1. Inleiding
In de afgelopen 28 jaar, sinds 1996, is het ziekteverzuim zeven keer 5 procent of hoger geweest. Dit was in de jaren 1998 tot en met 2002 en in 2022 en 2023. In 2003 nam het ziekteverzuimpercentage sterk af. Dit was na de invoering van de Wet verbetering poortwachter (WVP) die in april 2002 van start ging. Deze wet werd ingevoerd om langdurig verzuim door ziekte te verminderen. Hierbij spannen de werkgever en werknemer zich samen met de arbodienst of bedrijfsarts in om de werknemer zo snel mogelijk weer aan het werk te krijgen (Arboportaal, 2024). Twintig jaar later, in 2022, kwam het ziekteverzuim met 5,6 procent weer boven de 5 procent uit. In 2022 werden na twee jaar van coronamaatregelen de restricties weer langzaam versoepeld, uiteindelijk vervielen de laatste maatregelen in maart 2022. Direct na het wegvallen van de maatregelen was er een sterke stijging van het influenzavirus (Nivel, 2022).
In 2023 is het ziekteverzuim van werknemers voor het eerst in jaren weer afgenomen. In de periode 2005 tot en met 2017 bleef het ziekteverzuimpercentage vrij stabiel rond de 4 procent. Vanaf 2018 zette echter een stijgende trend in, die voortduurde tot en met 2022. Vooral in dat laatste jaar was er een flinke toename, tot 5,6 procent.
Tussen bedrijfstakken bestaan verschillen in het ziekteverzuim. In de zorg is het ziekteverzuim doorgaans hoger dan in de andere bedrijfstakken, terwijl het in de horeca en de financiële dienstverlening in de regel lager is.

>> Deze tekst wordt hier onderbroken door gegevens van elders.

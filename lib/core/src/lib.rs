//! # mindrec Core
//!
//! Core library for the mindrec content-based recommendation engine.
//!
//! This crate provides the fundamental data structures and algorithms:
//!
//! - [`Catalog`] - Ordered, immutable snapshot of items (title + raw tags)
//! - [`Normalizer`] - Tag text normalization with a pluggable [`Stemmer`]
//! - [`Vectorizer`] - Bounded-vocabulary construction and count vectorization
//! - [`SimilarityMatrix`] - Dense symmetric pairwise cosine similarity
//! - [`RankingSession`] - Build-once model answering top-K queries
//!
//! ## Example
//!
//! ```rust
//! use mindrec_core::{Catalog, Normalizer, RankingSession, SessionConfig};
//!
//! let catalog = Catalog::from_records([
//!     ("Alien Dawn", "space horror alien crew ship"),
//!     ("Void Station", "space station alien crew"),
//!     ("Meadow Song", "romance countryside music"),
//! ]);
//!
//! let session = RankingSession::build(
//!     catalog,
//!     &Normalizer::default(),
//!     &SessionConfig::default(),
//! )
//! .unwrap();
//!
//! let titles = session.recommend("Alien Dawn", 1).unwrap();
//! assert_eq!(titles, vec!["Void Station".to_string()]);
//! ```

pub mod catalog;
pub mod error;
pub mod matrix;
pub mod normalize;
pub mod rank;
pub mod session;
pub mod vector;
pub mod vocab;

pub use catalog::{Catalog, Item};
pub use error::{Error, Result};
pub use matrix::SimilarityMatrix;
pub use normalize::{IdentityStemmer, Normalizer, Stemmer};
pub use rank::top_k;
pub use session::{RankingSession, SessionConfig};
pub use vector::TagVector;
pub use vocab::{english_stop_words, Vectorizer, Vocabulary, DEFAULT_MAX_FEATURES};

Het CBS publiceert ieder kwartaal een overzicht van de ontwikkeling in het ziekteverzuim van werknemers op basis van de Kwartaalenquête ziekteverzuim. In de meeste recente berichtgeving hierover (CBS, 2024a) is het verzuim in het eerste kwartaal van 2024 beschreven. Met een ziekteverzuim van 5,5 procent is het verzuim wederom afgenomen ten opzichte van hetzelfde kwartaal een jaar eerder (5,7 procent). In de kwartaalberichtgeving wordt, vanwege de seizoenseffecten, vooral een vergelijking van het ziekteverzuim met hetzelfde kwartaal een jaar eerder beschreven. Er is minder ruimte voor een vergelijking met andere kwartalen of jaren. Dit artikel gaat in op de ontwikkeling van het ziekteverzuimpercentage naar bedrijfstak over een langere periode.
Met gegevens uit de Nationale Enquête Arbeidsomstandigheden onderzoekt het CBS tevens de achtergronden van het ziekteverzuim onder werknemers. In de enquête wordt onder andere gevraagd hoelang er is verzuimd, in hoeverre het ziekteverzuim het gevolg was van het werk, en wat de belangrijkste klachten waren waarmee werknemers verzuimden. In dit artikel wordt hier dieper op ingegaan en wordt onderzocht in hoeverre werknemers in de verscheidene bedrijfstakken op deze aspecten van het verzuim van elkaar verschillen.
Tenslotte wordt ook aandacht besteed aan de samenstelling van bedrijfstakken naar geslacht en leeftijd van werknemers. Iedere bedrijfstak ziet er wat deze kenmerken betreft anders uit en het is de vraag in hoeverre dit een rol speelt bij de mate waarin er verschillen bestaan in het niveau van het ziekteverzuim. Zo blijkt uit eerder onderzoek (CBS & TNO, 2024) dat oudere werknemers tot de 65 jaar vaker verzuimen dan hun jongere collega’s. Als er in een bedrijfstak relatief veel oudere werknemers actief zijn, zou dat er voor kunnen zorgen dat het ziekteverzuim hier in vergelijking met andere (jongere) bedrijfstakken hoger is.
Dit artikel richt zich op de volgende onderzoeksvragen:
- Hoe heeft het ziekteverzuim van werknemers zich van 1996 tot en met 2023 ontwikkeld naar bedrijfstak? En hoe is de gemiddelde verzuimduur en het werkgerelateerde ziekteverzuim in de afgelopen jaren veranderd? (hoofdstuk 3 en 4).
- Met welke klachten melden werknemers zich ziek? En is dat in de afgelopen jaren veranderd? Hoe is dat voor het werkgerelateerde ziekteverzuim? En bestaan hierin verschillen naar bedrijfstak? (hoofdstuk 4).
- In hoeverre hebben verschillen in het ziekteverzuim naar bedrijfstak te maken met de samenstelling van bedrijfstakken naar geslacht en de leeftijd van werknemers? (hoofdstuk 5).